As one might imagine the audition process is daunting. First, singers must be active members in their local Mormon congregation and live within 100 miles of Temple Square. The must submit an audition tape, then be invited to come sit for a musical test based on the audition tape. If they pass the test, THEN they are invited to come for an in-person audition. Assuming a singer successfully jumps through those hoops, they then must undergo three months of Temple Choir school, with long rehearsals on Tuesday nights and lessons throughout the day. At the end of that time they are subjected to ANOTHER test. Finally, they become members of the Mormon Tabernacle Choir.
They don’t stay that way. There is a mandatory retirement policy. Singers can stay in the MTC for 20 years, or until age 60, whichever comes first. During their membership that have to participate in 80% of Choir activities, including Thursday night rehearsals, Sunday services, tours, special concerts, and recording sessions.

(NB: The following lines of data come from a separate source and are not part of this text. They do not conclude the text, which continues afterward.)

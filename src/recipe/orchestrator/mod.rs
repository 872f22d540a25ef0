// src/recipe/orchestrator/mod.rs

//! Orchestrator: sequences the recipe lifecycle
//!
//! The orchestrator compiles nothing itself. It derives folders, writes
//! toolchain files, and defers to an external build tool and a
//! version-control client for the real work:
//!
//! 1. **Layout**: source root and `<source_root>/builddir`
//! 2. **Source**: clone the `v<version>` tag (optional)
//! 3. **Generate**: write the Meson native file
//! 4. **Build**: configure, then compile
//! 5. **Package**: install, copy headers, check artifacts, write manifest
//! 6. **Package info**: linkage metadata for consumers
//!
//! Steps run strictly in order and the first failure ends the run.
//! Nothing is retried.

mod config;
mod export;
mod info;
mod layout;
mod package;

pub use config::{CreateResult, OrchestratorConfig, PackageReport};
pub use export::export_files;
pub use info::ConsumerInfo;
pub use layout::{FolderLayout, BUILD_FOLDER, NATIVE_FILE, PACKAGE_FOLDER, TOOLCHAIN_FILE};
pub use package::{
    copy_headers, find_artifacts, is_library_artifact, relative_paths, LibraryKind,
    PackageManifest, MANIFEST_FILE,
};

use crate::error::{Error, Result};
use crate::fetch::{FetchRequest, Git, SourceFetcher};
use crate::process::{run_shell, StepOutput};
use crate::recipe::context::RecipeContext;
use crate::recipe::format::{release_tag, PackageDescriptor, SourceSection};
use crate::recipe::hooks::Hook;
use crate::toolchain::{generate_toolchain, Meson, Toolchain};
use std::fs;
use std::path::{Path, PathBuf};
use std::sync::Arc;
use tracing::{debug, info, warn};

/// The Orchestrator: runs recipe lifecycles
pub struct Orchestrator {
    config: OrchestratorConfig,
    toolchain: Arc<dyn Toolchain>,
    fetcher: Arc<dyn SourceFetcher>,
}

impl Orchestrator {
    /// Create an orchestrator over the given build tool and fetcher
    pub fn new(
        config: OrchestratorConfig,
        toolchain: Arc<dyn Toolchain>,
        fetcher: Arc<dyn SourceFetcher>,
    ) -> Self {
        Self {
            config,
            toolchain,
            fetcher,
        }
    }

    /// Meson and git from `PATH`, default configuration
    pub fn with_defaults() -> Self {
        Self::new(
            OrchestratorConfig::default(),
            Arc::new(Meson::new()),
            Arc::new(Git::new()),
        )
    }

    pub fn config(&self) -> &OrchestratorConfig {
        &self.config
    }

    /// Clone the release tag into `<source_root>/<repo-name>`
    ///
    /// Returns the directory holding the fetched sources. A `source` hook
    /// replaces the clone; if it leaves no such directory behind, the
    /// source root itself is returned.
    pub fn fetch_source(&self, ctx: &RecipeContext) -> Result<(PathBuf, StepOutput)> {
        let layout = ctx.layout();
        let dest = layout.source_root.join(ctx.recipe().clone_dir_name());

        if let Some(command) = ctx.hooks().get(Hook::Source) {
            info!("Running source hook");
            let output = run_hook(ctx, Hook::Source, command).map_err(|e| match e {
                Error::BuildError { code, stderr, .. } => Error::SourceFetchError(format!(
                    "source hook exited with {}: {}",
                    code.map_or_else(|| "signal".to_string(), |c| c.to_string()),
                    stderr.trim()
                )),
                other => other,
            })?;
            let fetched = if dest.is_dir() {
                dest
            } else {
                layout.source_root.clone()
            };
            return Ok((fetched, output));
        }

        let request = fetch_request(ctx.descriptor(), &ctx.recipe().source, dest);
        info!(
            "Fetching {} {} (tag {})",
            ctx.descriptor().name,
            ctx.descriptor().version,
            request.tag
        );
        let output = self.fetcher.fetch(&request)?;
        Ok((request.dest, output))
    }

    /// Write toolchain description files into the build root
    pub fn generate_toolchain(&self, ctx: &RecipeContext) -> Result<Vec<PathBuf>> {
        let layout = ctx.layout();

        if self.config.fresh_build && layout.build_root.exists() {
            debug!("Removing previous build folder {}", layout.build_root.display());
            fs::remove_dir_all(&layout.build_root).map_err(|e| {
                Error::ToolchainGenerationError(format!(
                    "Failed to clear {}: {}",
                    layout.build_root.display(),
                    e
                ))
            })?;
        }

        if let Some(command) = ctx.hooks().get(Hook::Generate) {
            info!("Running generate hook");
            fs::create_dir_all(&layout.build_root).map_err(|e| {
                Error::ToolchainGenerationError(format!(
                    "Failed to create {}: {}",
                    layout.build_root.display(),
                    e
                ))
            })?;
            run_hook(ctx, Hook::Generate, command).map_err(|e| {
                Error::ToolchainGenerationError(format!("generate hook failed: {}", e))
            })?;
            return Ok(Vec::new());
        }

        generate_toolchain(ctx.descriptor(), ctx.settings(), ctx.options(), layout)
    }

    /// Configure and compile with the external build tool
    pub fn build(&self, ctx: &RecipeContext) -> Result<Vec<StepOutput>> {
        let layout = ctx.layout();
        if !layout.build_root.is_dir() {
            return Err(Error::ConfigurationError(format!(
                "Build folder {} does not exist; generate the toolchain first",
                layout.build_root.display()
            )));
        }

        if let Some(command) = ctx.hooks().get(Hook::Build) {
            info!("Running build hook");
            return Ok(vec![run_hook(ctx, Hook::Build, command)?]);
        }

        info!("Configuring {}", ctx.descriptor().name);
        let configured = self.toolchain.configure(layout)?;
        info!("Building {}", ctx.descriptor().name);
        let built = self.toolchain.build(layout)?;
        Ok(vec![configured, built])
    }

    /// Install into the package folder and complete the staging layout
    ///
    /// The package folder is recreated from scratch, so artifacts of an
    /// earlier configuration never linger.
    pub fn package_artifacts(&self, ctx: &RecipeContext) -> Result<PackageReport> {
        let layout = ctx.layout();
        let descriptor = ctx.descriptor();
        let package_folder = &layout.package_folder;
        layout.check_package_folder()?;

        if package_folder.exists() {
            debug!("Clearing package folder {}", package_folder.display());
            fs::remove_dir_all(package_folder).map_err(|e| {
                Error::PackagingError(format!(
                    "Failed to clear {}: {}",
                    package_folder.display(),
                    e
                ))
            })?;
        }
        fs::create_dir_all(package_folder)?;

        let output = match ctx.hooks().get(Hook::Package) {
            Some(command) => {
                info!("Running package hook");
                run_hook(ctx, Hook::Package, command)?
            }
            None => {
                info!("Installing {} into {}", descriptor.name, package_folder.display());
                self.toolchain.install(layout)?
            }
        };

        let headers = copy_headers(&ctx.recipe().headers, &layout.source_root, package_folder)?;
        if headers.is_empty() {
            warn!(
                "No headers matching '{}' under {}",
                ctx.recipe().headers.pattern,
                ctx.recipe().headers.src
            );
        }

        let kind = ctx.library_kind();
        let artifacts = find_artifacts(package_folder, &descriptor.name, kind, ctx.settings().os);
        if artifacts.is_empty() {
            return Err(Error::PackagingError(format!(
                "No {:?} library for '{}' found under {}",
                kind,
                descriptor.name,
                package_folder.display()
            )));
        }

        let consumer_info = self.describe_consumer_info(ctx);

        let pc_dir = package_folder.join("lib").join("pkgconfig");
        fs::create_dir_all(&pc_dir)?;
        let pkg_config = pc_dir.join(format!("{}.pc", descriptor.name));
        fs::write(&pkg_config, consumer_info.pkg_config(descriptor))?;

        let package_id = ctx.package_id();
        let manifest = PackageManifest {
            package: descriptor,
            package_id: &package_id,
            settings: ctx.settings(),
            options: ctx.options().iter().map(|(k, v)| (k.as_str(), v)).collect(),
            library_kind: kind,
            consumer_info: &consumer_info,
            artifacts: relative_paths(package_folder, &artifacts),
            headers: relative_paths(package_folder, &headers),
        };
        let manifest_path = package_folder.join(MANIFEST_FILE);
        let json = serde_json::to_string_pretty(&manifest)
            .map_err(|e| Error::PackagingError(format!("Failed to encode manifest: {}", e)))?;
        fs::write(&manifest_path, json)?;

        info!(
            "Packaged {} ({} artifact(s), {} header(s))",
            descriptor.name,
            artifacts.len(),
            headers.len()
        );

        Ok(PackageReport {
            package_folder: package_folder.clone(),
            artifacts,
            headers,
            manifest: manifest_path,
            pkg_config,
            output,
        })
    }

    /// Linkage metadata for downstream builds
    pub fn describe_consumer_info(&self, ctx: &RecipeContext) -> ConsumerInfo {
        ConsumerInfo::describe(ctx.descriptor())
    }

    /// Copy the recipe's `exports_sources` into `dest`
    pub fn export_sources(&self, ctx: &RecipeContext, dest: &Path) -> Result<Vec<PathBuf>> {
        let patterns = &ctx.descriptor().exports_sources;
        if patterns.is_empty() {
            warn!("Recipe declares no exports_sources");
            return Ok(Vec::new());
        }
        fs::create_dir_all(dest)?;
        let exported = export_files(&ctx.layout().source_root, patterns, dest)?;
        info!("Exported {} file(s) to {}", exported.len(), dest.display());
        Ok(exported)
    }

    /// Run the whole lifecycle
    ///
    /// With `fetch_source` set, the tagged release is cloned first and
    /// the remaining steps run inside the clone.
    pub fn create(&self, ctx: &RecipeContext) -> Result<CreateResult> {
        info!(
            "Creating {} version {}",
            ctx.descriptor().name,
            ctx.descriptor().version
        );

        let mut log = String::new();
        let warnings = ctx.warnings().to_vec();

        let rebased;
        let (ctx, fetched_source) = if self.config.fetch_source {
            let (dir, output) = self.fetch_source(ctx)?;
            append_output(&mut log, "source", &output);
            rebased = ctx.rebased(&dir);
            (&rebased, Some(dir))
        } else {
            (ctx, None)
        };

        let generated = self.generate_toolchain(ctx)?;
        log_line(&mut log, "=== generate ===");
        for path in &generated {
            log_line(&mut log, &format!("wrote {}", path.display()));
        }

        for output in self.build(ctx)? {
            append_output(&mut log, "build", &output);
        }

        let package = self.package_artifacts(ctx)?;
        append_output(&mut log, "package", &package.output);

        let consumer_info = self.describe_consumer_info(ctx);
        let package_id = ctx.package_id();
        info!(
            "Created {}/{} ({})",
            ctx.descriptor().name,
            ctx.descriptor().version,
            &package_id[..12]
        );

        Ok(CreateResult {
            package_id,
            package,
            consumer_info,
            fetched_source,
            log,
            warnings,
        })
    }
}

/// Build the clone request for a release
pub fn fetch_request(
    descriptor: &PackageDescriptor,
    source: &SourceSection,
    dest: PathBuf,
) -> FetchRequest {
    FetchRequest {
        url: descriptor.url.clone(),
        tag: release_tag(&descriptor.version),
        depth: source.depth,
        dest,
    }
}

fn run_hook(ctx: &RecipeContext, stage: Hook, command: &str) -> Result<StepOutput> {
    let command = ctx.substitute(command);
    let step = format!("{} hook", stage);
    run_shell(&step, &command, &ctx.layout().source_root, &ctx.hook_env())
}

fn log_line(log: &mut String, line: &str) {
    log.push_str(line);
    log.push('\n');
}

/// Append a step's output with a phase header
fn append_output(log: &mut String, phase: &str, output: &StepOutput) {
    log_line(log, &format!("=== {} ===", phase));
    if !output.command.is_empty() {
        log_line(log, &format!("$ {}", output.command));
    }
    if !output.stdout.is_empty() {
        log_line(log, output.stdout.trim_end());
    }
    if !output.stderr.is_empty() {
        log_line(log, output.stderr.trim_end());
    }
}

Working with such a large number of performers, and with such a large repertoire demands efficiency in rehearsal. Mack Wilberg is a master at this, and that came out in all of his rehearsals with us. We had another rehearsal session with our group in preparation for a Friday evening concert. Here’s a short excerpt of our conference choir singing Wilberg’s arrangement of “Down to the River to Pray”. The song was popularized by Allison Kraus in the movie “O Brother, Where Art Thou?” Wilberg’s arrangement is for SATB choir and two pianos. In this excerpt you can hear him giving instructions and correcting the ending of the piece.
We broke for lunch, and I had a great time networking. I met some new friends, and had a blast talking with old friends that I hadn’t seen in a long time. This was the perfect thing to do if I were thinking about getting another church gig.
The afternoon sessions were dedicated to repertoire. The next session was entitled “Getting Started with Arranging for Choir.” Wilberg is a prolific composer and arranger, and I’ve done his works with both my church choirs and with the Chorale. He had done this same presentation 12 years ago, but it was still fascinating. Members of the group would suggest a melody, and Wilberg would quickly put together a demonstration of a composition technique.
The final session was a choral reading session led by Wilberg with packets put together by Pecknel Music. There were several Wilberg pieces, as well as some by other composers. Wilberg would point out where he had used some of the arranging techniques he had covered in the previous session.
With such a big name in town, there was some news coverage. The local Fox affiliate sent a cameraman to the Thursday session, and the Greenville News had an announcement about the concert.
Ultimately, I decided not to participate in the Friday night concert. It would have been fun, but I was worn out and just wanted to spend the cold evening at home. I’d enjoyed working with Mack Wilberg, and Furman did a great job putting on the conference, especially my friends Marcella Friese, Hugh Floyd, Bill Thomas, and Charles Thompkins from Furman, and Charlie Jones from Pecknel Music. Now I’m looking forward to next year’s conference. Perhaps by that time I’ll have my own choir and this will be more practical than theoretical.